Task to complete — Scan the records for the word "trim". Return each line where it is found.

(Stored data)
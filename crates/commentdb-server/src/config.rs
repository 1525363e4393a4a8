//! Configuration management

use serde::{Deserialize, Serialize};

// ============================================================================
// Server Configuration Constants
// ============================================================================

/// Default server host binding.
pub const DEFAULT_SERVER_HOST: &str = "127.0.0.1";

/// Default server port.
pub const DEFAULT_SERVER_PORT: u16 = 3001;

/// Default shutdown timeout in seconds.
pub const DEFAULT_SHUTDOWN_TIMEOUT_SECS: u64 = 30;

/// Default database URL for local development.
pub const DEFAULT_DATABASE_URL: &str = "postgresql://localhost/commentdb";

/// Default maximum database connections in the pool.
pub const DEFAULT_DATABASE_MAX_CONNECTIONS: u32 = 20;

/// Default minimum database connections in the pool.
pub const DEFAULT_DATABASE_MIN_CONNECTIONS: u32 = 2;

/// Default database connection timeout in seconds.
pub const DEFAULT_DATABASE_CONNECT_TIMEOUT_SECS: u64 = 2;

/// Default database idle timeout in seconds.
pub const DEFAULT_DATABASE_IDLE_TIMEOUT_SECS: u64 = 30;

/// Default CORS allowed origin (the upload UI dev server).
pub const DEFAULT_CORS_ALLOWED_ORIGIN: &str = "http://localhost:5173";

/// Default ceiling for an uploaded CSV body (10 MiB).
pub const DEFAULT_UPLOAD_MAX_BYTES: usize = 10 * 1024 * 1024;

/// Server configuration
#[derive(Debug, Clone, Serialize, Deserialize)]
pub struct Config {
    pub server: ServerConfig,
    pub database: DatabaseConfig,
    pub cors: CorsConfig,
    pub upload: UploadConfig,
}

/// Server-specific configuration
#[derive(Debug, Clone, Serialize, Deserialize)]
pub struct ServerConfig {
    pub host: String,
    pub port: u16,
    pub shutdown_timeout_secs: u64,
}

/// Database configuration
#[derive(Debug, Clone, Serialize, Deserialize)]
pub struct DatabaseConfig {
    pub url: String,
    pub max_connections: u32,
    pub min_connections: u32,
    pub connect_timeout_secs: u64,
    pub idle_timeout_secs: u64,
}

/// CORS configuration
#[derive(Debug, Clone, Serialize, Deserialize)]
pub struct CorsConfig {
    pub allowed_origins: Vec<String>,
    pub allow_credentials: bool,
}

/// CSV upload limits
#[derive(Debug, Clone, Serialize, Deserialize)]
pub struct UploadConfig {
    pub max_bytes: usize,
}

fn env_or<T: std::str::FromStr>(key: &str, default: T) -> T {
    std::env::var(key)
        .ok()
        .and_then(|s| s.trim().parse().ok())
        .unwrap_or(default)
}

impl Config {
    /// Load configuration from `.env`, the environment and defaults
    pub fn load() -> anyhow::Result<Self> {
        dotenvy::dotenv().ok();

        let config = Self::from_env();
        config.validate()?;

        Ok(config)
    }

    /// Read the environment without touching `.env` or validating
    pub fn from_env() -> Self {
        Config {
            server: ServerConfig {
                host: std::env::var("COMMENTDB_HOST")
                    .unwrap_or_else(|_| DEFAULT_SERVER_HOST.to_string()),
                port: env_or("COMMENTDB_PORT", DEFAULT_SERVER_PORT),
                shutdown_timeout_secs: env_or(
                    "COMMENTDB_SHUTDOWN_TIMEOUT",
                    DEFAULT_SHUTDOWN_TIMEOUT_SECS,
                ),
            },
            database: DatabaseConfig {
                url: std::env::var("DATABASE_URL")
                    .unwrap_or_else(|_| DEFAULT_DATABASE_URL.to_string()),
                max_connections: env_or("DATABASE_MAX_CONNECTIONS", DEFAULT_DATABASE_MAX_CONNECTIONS),
                min_connections: env_or("DATABASE_MIN_CONNECTIONS", DEFAULT_DATABASE_MIN_CONNECTIONS),
                connect_timeout_secs: env_or(
                    "DATABASE_CONNECT_TIMEOUT",
                    DEFAULT_DATABASE_CONNECT_TIMEOUT_SECS,
                ),
                idle_timeout_secs: env_or("DATABASE_IDLE_TIMEOUT", DEFAULT_DATABASE_IDLE_TIMEOUT_SECS),
            },
            cors: CorsConfig {
                allowed_origins: std::env::var("CORS_ALLOWED_ORIGINS")
                    .unwrap_or_else(|_| DEFAULT_CORS_ALLOWED_ORIGIN.to_string())
                    .split(',')
                    .map(|s| s.trim().to_string())
                    .filter(|s| !s.is_empty())
                    .collect(),
                allow_credentials: env_or("CORS_ALLOW_CREDENTIALS", true),
            },
            upload: UploadConfig {
                max_bytes: env_or("UPLOAD_MAX_BYTES", DEFAULT_UPLOAD_MAX_BYTES),
            },
        }
    }

    /// Validate configuration
    pub fn validate(&self) -> anyhow::Result<()> {
        if self.server.port == 0 {
            anyhow::bail!("Server port must be greater than 0");
        }

        if self.database.url.is_empty() {
            anyhow::bail!("Database URL cannot be empty");
        }

        if self.database.max_connections == 0 {
            anyhow::bail!("Database max_connections must be greater than 0");
        }

        if self.database.min_connections > self.database.max_connections {
            anyhow::bail!(
                "Database min_connections ({}) cannot be greater than max_connections ({})",
                self.database.min_connections,
                self.database.max_connections
            );
        }

        if self.upload.max_bytes == 0 {
            anyhow::bail!("Upload max_bytes must be greater than 0");
        }

        if self.cors.allowed_origins.is_empty() {
            tracing::warn!("No CORS origins configured - all origins will be allowed");
        }

        if self.cors.allow_credentials && self.cors.allowed_origins.iter().any(|o| o == "*") {
            anyhow::bail!("CORS credentials cannot be combined with a wildcard origin");
        }

        Ok(())
    }
}

impl Default for Config {
    fn default() -> Self {
        Self {
            server: ServerConfig {
                host: DEFAULT_SERVER_HOST.to_string(),
                port: DEFAULT_SERVER_PORT,
                shutdown_timeout_secs: DEFAULT_SHUTDOWN_TIMEOUT_SECS,
            },
            database: DatabaseConfig {
                url: DEFAULT_DATABASE_URL.to_string(),
                max_connections: DEFAULT_DATABASE_MAX_CONNECTIONS,
                min_connections: DEFAULT_DATABASE_MIN_CONNECTIONS,
                connect_timeout_secs: DEFAULT_DATABASE_CONNECT_TIMEOUT_SECS,
                idle_timeout_secs: DEFAULT_DATABASE_IDLE_TIMEOUT_SECS,
            },
            cors: CorsConfig {
                allowed_origins: vec![DEFAULT_CORS_ALLOWED_ORIGIN.to_string()],
                allow_credentials: true,
            },
            upload: UploadConfig {
                max_bytes: DEFAULT_UPLOAD_MAX_BYTES,
            },
        }
    }
}

#[cfg(test)]
mod tests {
    use super::*;
    use serial_test::serial;

    const KEYS: [&str; 5] = [
        "COMMENTDB_PORT",
        "DATABASE_MAX_CONNECTIONS",
        "CORS_ALLOWED_ORIGINS",
        "UPLOAD_MAX_BYTES",
        "COMMENTDB_HOST",
    ];

    fn clear_env() {
        for key in KEYS {
            std::env::remove_var(key);
        }
    }

    #[test]
    fn test_default_config_is_valid() {
        let config = Config::default();
        assert_eq!(config.server.port, 3001);
        assert_eq!(config.upload.max_bytes, 10 * 1024 * 1024);
        assert!(config.validate().is_ok());
    }

    #[test]
    #[serial]
    fn test_from_env_overrides() {
        clear_env();
        std::env::set_var("COMMENTDB_PORT", "8080");
        std::env::set_var("CORS_ALLOWED_ORIGINS", "http://a.test, http://b.test,");
        std::env::set_var("UPLOAD_MAX_BYTES", "1024");

        let config = Config::from_env();
        assert_eq!(config.server.port, 8080);
        assert_eq!(config.cors.allowed_origins, vec!["http://a.test", "http://b.test"]);
        assert_eq!(config.upload.max_bytes, 1024);

        clear_env();
    }

    #[test]
    #[serial]
    fn test_unparseable_values_fall_back_to_defaults() {
        clear_env();
        std::env::set_var("COMMENTDB_PORT", "not-a-port");
        std::env::set_var("DATABASE_MAX_CONNECTIONS", "-3");

        let config = Config::from_env();
        assert_eq!(config.server.port, DEFAULT_SERVER_PORT);
        assert_eq!(config.database.max_connections, DEFAULT_DATABASE_MAX_CONNECTIONS);

        clear_env();
    }

    #[test]
    fn test_validate_rejects_bad_pool_bounds() {
        let mut config = Config::default();
        config.database.min_connections = 50;
        assert!(config.validate().is_err());

        config.database.min_connections = 1;
        config.database.max_connections = 0;
        assert!(config.validate().is_err());
    }

    #[test]
    fn test_validate_rejects_wildcard_with_credentials() {
        let mut config = Config::default();
        config.cors.allowed_origins = vec!["*".to_string()];
        assert!(config.validate().is_err());

        config.cors.allow_credentials = false;
        assert!(config.validate().is_ok());
    }
}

Solution for this task —
        .and_then(|s| s.trim().parse().ok())
                    .map(|s| s.trim().to_string())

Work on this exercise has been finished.